I showed my leadership qualities after the meeting in guiding a number of thirsty delegates to a pub, prior to the official meeting meal. The social event was at DG education and Culture’s offices where we were very happy to discover the staff club had a full size snooker table. About ten we went into town for yet more talking (and a few beers). Especially interesting for us was Nav, the director of IT in a large UK vocational college. Nav said he wanted to pay for software because that way he could trust it. Open source seemed dodgy to him (soon after this dsicussi9on Nav walked into a lamp post - hope your head is better now Nav!)

Up early the next day and back down to the Boschette. Fifteen minute wait in freezing cold to get through security. Its getting more difficult to get into a Brussels meeting than it is to fly to New York!

I had to leave at lunchtime. Before going, I went to a session on pedagogy and ICT. Most of the stuff was interesting but not particularly new. Much time was spent extolling constructivist pedagogies - I would be far more interested to see examples on constructivism in action.

One outstanding presentation made it worth the effort of getting up so early (OK - so it was not so early but it had been a late night before). Sadly the project is not on the programme and I cannot remember the name but I will track it down. It was a project involving young children - perhaps 7 or 8 years old in the redesign of their school environment and to design and development of a on line environment for sharing and learning. the kids and parents were involved at every stage of the development. The presentation - far from the usual PP slides - featured pictures of the kids plans for the environment and pictures of the kids working. Truly brilliant.
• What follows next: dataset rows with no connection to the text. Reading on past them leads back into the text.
//! npcflip - NPC vendor to bazaar arbitrage finder.
//!
//! Joins the live SkyBlock bazaar with a static catalog of NPC vendor
//! prices and ranks every product that can be bought from an NPC and sold
//! on the bazaar for more.
//!
//! # Architecture
//!
//! - [`domain`] - Pure types and the opportunity engine: catalog, market
//!   snapshot, pricing mode, profit formulas, ranking, price formatting
//! - [`port`] - Trait seams: market fetcher, catalog source and cache,
//!   presenter
//! - [`adapter`] - Bazaar HTTP client, file/HTTP catalog sources, on-disk
//!   catalog cache, terminal and JSON presenters
//! - [`app`] - Configuration, the dashboard state machine and its event loop
//! - [`cli`] - Command-line entry points
//!
//! # Example
//!
//! ```
//! use npcflip::domain::{compute_opportunities, Catalog, EngineConfig, MarketSnapshot, PricingMode};
//!
//! let market = MarketSnapshot::empty();
//! let catalog = Catalog::default();
//! let ranked = compute_opportunities(&market, &catalog, PricingMode::Order, &EngineConfig::default());
//! assert!(ranked.is_empty());
//! ```

pub mod adapter;
pub mod app;
pub mod cli;
pub mod domain;
pub mod error;
pub mod port;

#[cfg(any(test, feature = "testkit"))]
pub mod testkit;
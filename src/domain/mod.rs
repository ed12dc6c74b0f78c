//! Exchange-agnostic domain logic: catalog and market types, profit
//! formulas and the opportunity engine.

mod catalog;
mod engine;
mod format;
mod ids;
mod join;
mod market;
mod mode;
mod money;
mod opportunity;
mod profit;

pub use catalog::{Catalog, ItemMeta, VendorOffer, VendorOffers, IMAGE_ROOT};
pub use engine::{compute_opportunities, EngineConfig, SnapshotContext};
pub use format::format_price;
pub use ids::ProductId;
pub use join::{join, JoinRow};
pub use market::{MarketSnapshot, MarketSummary};
pub use mode::PricingMode;
pub use money::{coerce_decimal, lenient_decimal, Price, Volume};
pub use opportunity::{Opportunity, OpportunityBuildError, OpportunityBuilder};
pub use profit::{daily_projected_profit, profit_margin, DAILY_UNIT_LIMIT};
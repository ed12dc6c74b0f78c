//! Canonical test configuration.

use crate::app::Config;
use crate::domain::PricingMode;

/// Default config starting in instant mode with no toggle cooldown.
pub fn dashboard() -> Config {
    let mut config = Config::default();
    config.dashboard.mode = PricingMode::Instant;
    config.dashboard.toggle_cooldown_ms = 0;
    config
}
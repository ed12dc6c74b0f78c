//! Catalog adapters: where item metadata and vendor offers come from, and
//! how they are cached between runs.

mod cached;
mod file;
mod http;
mod store;

pub use cached::CachedCatalogSource;
pub use file::FileCatalogSource;
pub use http::HttpCatalogSource;
pub use store::FileCatalogStore;

use std::collections::HashMap;

use crate::domain::{Catalog, ItemMeta, ProductId, VendorOffers};
use crate::error::{FetchError, Result};

/// Item metadata document name.
pub const ITEM_DATA_FILE: &str = "item_data.json";

/// Vendor offer document name.
pub const VENDOR_DATA_FILE: &str = "npc_items.json";

/// Decode both catalog documents.
pub(crate) fn decode_catalog(items_json: &str, vendors_json: &str) -> Result<Catalog> {
    let items: HashMap<ProductId, ItemMeta> =
        serde_json::from_str(items_json).map_err(|e| FetchError::Decode {
            source_name: ITEM_DATA_FILE,
            reason: e.to_string(),
        })?;
    let vendors: HashMap<ProductId, VendorOffers> =
        serde_json::from_str(vendors_json).map_err(|e| FetchError::Decode {
            source_name: VENDOR_DATA_FILE,
            reason: e.to_string(),
        })?;

    Ok(Catalog::new(items, vendors))
}
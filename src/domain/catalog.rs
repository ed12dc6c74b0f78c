//! Static catalog data: item display metadata and NPC vendor offers.
//!
//! The catalog changes rarely. It is loaded once per freshness window and
//! shared read-only across refresh cycles.

use std::collections::HashMap;

use serde::{Deserialize, Serialize};

use super::ids::ProductId;
use super::money::{lenient_decimal, Price};

/// Prefix prepended to catalog image names when rendering.
pub const IMAGE_ROOT: &str = "/assets/images/";

/// Display metadata for one product.
#[derive(Debug, Clone, PartialEq, Eq, Serialize, Deserialize)]
pub struct ItemMeta {
    pub name: String,
    #[serde(default, skip_serializing_if = "Option::is_none")]
    pub image: Option<String>,
}

impl ItemMeta {
    pub fn new(name: impl Into<String>) -> Self {
        Self {
            name: name.into(),
            image: None,
        }
    }

    #[must_use]
    pub fn with_image(mut self, image: impl Into<String>) -> Self {
        self.image = Some(image.into());
        self
    }

    /// Path of the item image under the asset root, if the item has one.
    pub fn image_path(&self) -> Option<String> {
        self.image
            .as_deref()
            .filter(|image| !image.is_empty())
            .map(|image| format!("{IMAGE_ROOT}{image}"))
    }
}

/// A fixed purchase price offered by an NPC vendor.
#[derive(Debug, Clone, PartialEq, Eq, Serialize, Deserialize)]
pub struct VendorOffer {
    #[serde(rename = "npc", default)]
    pub vendor_name: String,
    #[serde(rename = "island", default, skip_serializing_if = "Option::is_none")]
    pub location: Option<String>,
    #[serde(rename = "price", default, deserialize_with = "lenient_decimal")]
    pub buy_price: Price,
}

impl VendorOffer {
    pub fn new(vendor_name: impl Into<String>, buy_price: Price) -> Self {
        Self {
            vendor_name: vendor_name.into(),
            location: None,
            buy_price,
        }
    }

    #[must_use]
    pub fn at(mut self, location: impl Into<String>) -> Self {
        self.location = Some(location.into());
        self
    }
}

/// One or many vendor offers for the same product.
///
/// The catalog JSON stores a bare object when a single vendor sells the
/// product and an array when several do.
#[derive(Debug, Clone, PartialEq, Eq, Serialize, Deserialize)]
#[serde(untagged)]
pub enum VendorOffers {
    One(VendorOffer),
    Many(Vec<VendorOffer>),
}

impl VendorOffers {
    /// Normalize to a slice, preserving catalog order.
    pub fn as_slice(&self) -> &[VendorOffer] {
        match self {
            Self::One(offer) => std::slice::from_ref(offer),
            Self::Many(offers) => offers,
        }
    }
}

impl From<VendorOffer> for VendorOffers {
    fn from(offer: VendorOffer) -> Self {
        Self::One(offer)
    }
}

impl From<Vec<VendorOffer>> for VendorOffers {
    fn from(offers: Vec<VendorOffer>) -> Self {
        Self::Many(offers)
    }
}

/// Item metadata and vendor offers, keyed by product.
#[derive(Debug, Clone, Default, PartialEq, Eq, Serialize, Deserialize)]
pub struct Catalog {
    #[serde(default)]
    pub items: HashMap<ProductId, ItemMeta>,
    #[serde(default)]
    pub vendors: HashMap<ProductId, VendorOffers>,
}

impl Catalog {
    pub fn new(
        items: HashMap<ProductId, ItemMeta>,
        vendors: HashMap<ProductId, VendorOffers>,
    ) -> Self {
        Self { items, vendors }
    }

    /// Display metadata for a product, if the catalog has any.
    pub fn item(&self, id: &ProductId) -> Option<&ItemMeta> {
        self.items.get(id)
    }

    /// Vendor offers for a product, normalized to a slice.
    pub fn offers(&self, id: &ProductId) -> Option<&[VendorOffer]> {
        self.vendors.get(id).map(VendorOffers::as_slice)
    }

    pub fn is_empty(&self) -> bool {
        self.items.is_empty() && self.vendors.is_empty()
    }
}
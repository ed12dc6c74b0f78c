//! Profit formulas.
//!
//! Missing inputs count as zero and nothing is filtered here. Callers decide
//! what counts as an opportunity. Arithmetic is checked: a result outside the
//! `Decimal` range is `None` rather than a panic.

use rust_decimal::Decimal;

use super::money::Price;

/// Units of one item an NPC sells to a player per day.
///
/// Daily profit is projected as `margin * DAILY_UNIT_LIMIT`. This is a
/// simplifying assumption: it ignores whether the market can absorb that
/// many units at the quoted price.
pub const DAILY_UNIT_LIMIT: u32 = 640;

/// Sale price minus vendor price minus a fixed per-unit fee.
///
/// May be zero or negative. Returns `None` if the result overflows.
pub fn profit_margin(
    sell_price: Option<Price>,
    buy_price: Option<Price>,
    fee: Price,
) -> Option<Price> {
    sell_price
        .unwrap_or_default()
        .checked_sub(buy_price.unwrap_or_default())?
        .checked_sub(fee)
}

/// Projected profit from flipping `daily_limit` units at `margin` each.
///
/// Returns `None` if the product overflows.
pub fn daily_projected_profit(margin: Option<Price>, daily_limit: u32) -> Option<Price> {
    margin
        .unwrap_or_default()
        .checked_mul(Decimal::from(daily_limit))
}
//! Monetary types for price and volume representation.

use rust_decimal::prelude::FromPrimitive;
use rust_decimal::Decimal;
use serde::{Deserialize, Deserializer};
use serde_json::Value;

/// Price represented as a Decimal for precision.
pub type Price = Decimal;

/// Volume represented as a Decimal for precision.
pub type Volume = Decimal;

/// Coerce an arbitrary JSON value into a Decimal.
///
/// Numbers and numeric strings convert; everything else (null, NaN-like
/// strings, objects) becomes zero.
pub fn coerce_decimal(value: &Value) -> Decimal {
    match value {
        Value::Number(n) => {
            if let Some(i) = n.as_i64() {
                Decimal::from(i)
            } else if let Some(u) = n.as_u64() {
                Decimal::from(u)
            } else {
                n.as_f64().and_then(Decimal::from_f64).unwrap_or_default()
            }
        }
        Value::String(s) => s.trim().parse::<Decimal>().unwrap_or_default(),
        _ => Decimal::ZERO,
    }
}

/// Serde helper for numeric fields that must never fail to parse.
pub fn lenient_decimal<'de, D>(deserializer: D) -> Result<Decimal, D::Error>
where
    D: Deserializer<'de>,
{
    let value = Value::deserialize(deserializer)?;
    Ok(coerce_decimal(&value))
}
use clap::Parser;
use npcflip::cli::{check, explain, run, scan, Cli, Commands};

#[tokio::main]
async fn main() {
    let _ = dotenvy::dotenv();

    let cli = Cli::parse();

    let result = match &cli.command {
        Commands::Run(args) => run::execute(&cli, args).await,
        Commands::Scan(args) => scan::execute(&cli, args).await,
        Commands::Check => {
            if !check::execute(&cli) {
                std::process::exit(1);
            }
            Ok(())
        }
        Commands::Explain => {
            explain::execute();
            Ok(())
        }
    };

    if let Err(e) = result {
        eprintln!("Error: {e}");
        std::process::exit(1);
    }
}
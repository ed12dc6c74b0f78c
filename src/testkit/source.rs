//! In-memory data sources for driving the dashboard in tests.
//!
//! - [`StaticMarket`] - Serves the same snapshot every call, or always fails.
//! - [`ScriptedMarket`] - Pops one scripted result per call.
//! - [`StaticCatalog`] - Serves a fixed catalog, or always fails.
//!
//! Each double exposes a shared call counter so tests can assert how often
//! the dashboard actually fetched.

use std::collections::VecDeque;
use std::sync::atomic::{AtomicU32, Ordering};
use std::sync::Arc;
use std::time::Duration;

use async_trait::async_trait;
use parking_lot::Mutex;

use crate::domain::{Catalog, MarketSnapshot};
use crate::error::{FetchError, Result};
use crate::port::{CatalogSource, MarketFetcher};

/// Shared call counter handed out by the doubles.
#[derive(Debug, Clone, Default)]
pub struct Calls(Arc<AtomicU32>);

impl Calls {
    pub fn get(&self) -> u32 {
        self.0.load(Ordering::SeqCst)
    }

    fn bump(&self) {
        self.0.fetch_add(1, Ordering::SeqCst);
    }
}

// ---------------------------------------------------------------------------
// StaticMarket
// ---------------------------------------------------------------------------

pub struct StaticMarket {
    snapshot: Option<MarketSnapshot>,
    delay: Option<Duration>,
    calls: Calls,
}

impl StaticMarket {
    pub fn new(snapshot: MarketSnapshot) -> Self {
        Self {
            snapshot: Some(snapshot),
            delay: None,
            calls: Calls::default(),
        }
    }

    /// A market whose every fetch fails.
    pub fn failing() -> Self {
        Self {
            snapshot: None,
            delay: None,
            calls: Calls::default(),
        }
    }

    /// Sleep for `delay` before answering each fetch.
    pub fn with_delay(mut self, delay: Duration) -> Self {
        self.delay = Some(delay);
        self
    }

    pub fn calls(&self) -> Calls {
        self.calls.clone()
    }
}

#[async_trait]
impl MarketFetcher for StaticMarket {
    async fn fetch_market(&self) -> Result<MarketSnapshot> {
        self.calls.bump();
        if let Some(delay) = self.delay {
            tokio::time::sleep(delay).await;
        }
        self.snapshot
            .clone()
            .ok_or_else(|| FetchError::Unsuccessful.into())
    }

    fn source_name(&self) -> &'static str {
        "static-market"
    }
}

// ---------------------------------------------------------------------------
// ScriptedMarket
// ---------------------------------------------------------------------------

/// Pops the next scripted snapshot per fetch; `None` entries fail.
///
/// Once the script runs out every fetch returns an empty snapshot.
pub struct ScriptedMarket {
    script: Mutex<VecDeque<Option<MarketSnapshot>>>,
    calls: Calls,
}

impl ScriptedMarket {
    pub fn new(script: Vec<Option<MarketSnapshot>>) -> Self {
        Self {
            script: Mutex::new(script.into()),
            calls: Calls::default(),
        }
    }

    pub fn calls(&self) -> Calls {
        self.calls.clone()
    }
}

#[async_trait]
impl MarketFetcher for ScriptedMarket {
    async fn fetch_market(&self) -> Result<MarketSnapshot> {
        self.calls.bump();
        match self.script.lock().pop_front() {
            Some(Some(snapshot)) => Ok(snapshot),
            Some(None) => Err(FetchError::Unsuccessful.into()),
            None => Ok(MarketSnapshot::empty()),
        }
    }

    fn source_name(&self) -> &'static str {
        "scripted-market"
    }
}

// ---------------------------------------------------------------------------
// StaticCatalog
// ---------------------------------------------------------------------------

pub struct StaticCatalog {
    catalog: Option<Catalog>,
    calls: Calls,
}

impl StaticCatalog {
    pub fn new(catalog: Catalog) -> Self {
        Self {
            catalog: Some(catalog),
            calls: Calls::default(),
        }
    }

    /// A catalog source whose every fetch fails.
    pub fn failing() -> Self {
        Self {
            catalog: None,
            calls: Calls::default(),
        }
    }

    pub fn calls(&self) -> Calls {
        self.calls.clone()
    }
}

#[async_trait]
impl CatalogSource for StaticCatalog {
    async fn fetch_catalog(&self) -> Result<Catalog> {
        self.calls.bump();
        self.catalog.clone().ok_or_else(|| {
            FetchError::Decode {
                source_name: "static-catalog",
                reason: "unavailable".into(),
            }
            .into()
        })
    }

    fn source_name(&self) -> &'static str {
        "static-catalog"
    }
}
OK - what came out of it all.

An agreement to work together with JOIN! sharing a common SIG and web site. An agreement with JOIN and Learning Folders to do a joint symposium at the European Conference for Educational Research and to look for new projects together in the future. A lot of interest in our project and lots of new contacts. An agreement that we can present the project on the Commission Stand at the Learntec conference.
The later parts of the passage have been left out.